If the Minister for Finance and Public Service Reform is talking about reconsidering grant aid to local authorities, I would like to impress upon him the need to give the City of Edinburgh Council capital status as regards its financing. Because of the peculiar nature of the services that are provided by the City of Edinburgh Council, it would be only fair to put Edinburgh on a par with the City of Westminster and to allocate £6.5 million to service Edinburgh's particular role in promoting Scotland and in acting as a gateway to Scotland as well as being the capital city.
You have about two minutes, Mr Lyon.
I am sure that that issue will be at the forefront of the discussions between COSLA and the Minister for Finance and Public Service Reform.
As well as engaging with COSLA, we will of course continue to push forward our reform agenda, which will include ways of streamlining bureaucracy to free up more resources that local government will be able to redirect to front-line services. I am in no doubt that councils will have within their grasp the resources to exert downward pressure on council tax rises in 2006-07 if they meet their efficiency targets and take other sensible measures to maximise their income and restrict unnecessary spending. Those measures include further improvements in council tax collection rates, which still lag behind the levels in England.
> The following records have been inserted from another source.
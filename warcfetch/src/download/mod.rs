//! Transfer engine for archive files.
//!
//! This module downloads the files an inventory enumeration yields:
//!
//! - Streaming checksum verification (`checksum`)
//! - Resumable single-file HTTP transfer (`http`)
//! - Per-file task state machine (`task`)
//! - Retry/backoff policy (`policy`)
//! - Durable completion ledger (`manifest`)
//! - Run aggregation (`report`)
//! - Bounded-concurrency orchestration (`coordinator`)
//!
//! # Architecture
//!
//! ```text
//! DownloadCoordinator
//!         │
//!         ├── DescriptorPager ──► bounded dispatch queue
//!         │
//!         ├── worker pool (semaphore of size `concurrency`)
//!         │       └── FileDownloader ──► ChecksumVerifier
//!         │
//!         ├── ManifestStore (append-only JSONL ledger)
//!         │
//!         └── RunReport
//! ```
//!
//! Enumeration and transfer run concurrently: workers start on the first
//! page's files while later pages are still being fetched. Memory is
//! bounded by the dispatch queue, not by the result-set size.

mod checksum;
mod coordinator;
mod error;
mod http;
mod manifest;
mod policy;
mod report;
mod task;

pub use checksum::{ChecksumAlgorithm, ChecksumVerifier};
pub use coordinator::{CoordinatorConfig, DownloadCoordinator};
pub use error::{FailureClass, RunError, TransferError};
pub use http::{DownloadOutcome, FileDownloader, TransferProgress};
pub use manifest::{ManifestEntry, ManifestStore};
pub use policy::RetryPolicy;
pub use report::{FailedFile, RunReport};
pub use task::{DownloadTask, TaskStatus};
In conclusion, the funding that we are making available to local government in 2006-07 and 2007-08 builds on historically high levels of investment in local government finance. That record investment is helping to improve the quality of life of the members of our communities, to enhance our children's education through new schools and extra teachers and to provide greater support to pensioners through free personal care and concessionary travel. We remain committed to those goals, which offer stability and security to everyone who lives and works in Scotland.
As I have said, the Executive's position is that we are willing to engage in constructive discussions with COSLA on the continuing pressures that its members face. We have already made it clear that we are willing to consider the provision of some extra resources for 2007-08 and we will report to Parliament on the outcome of our discussions as soon as we can.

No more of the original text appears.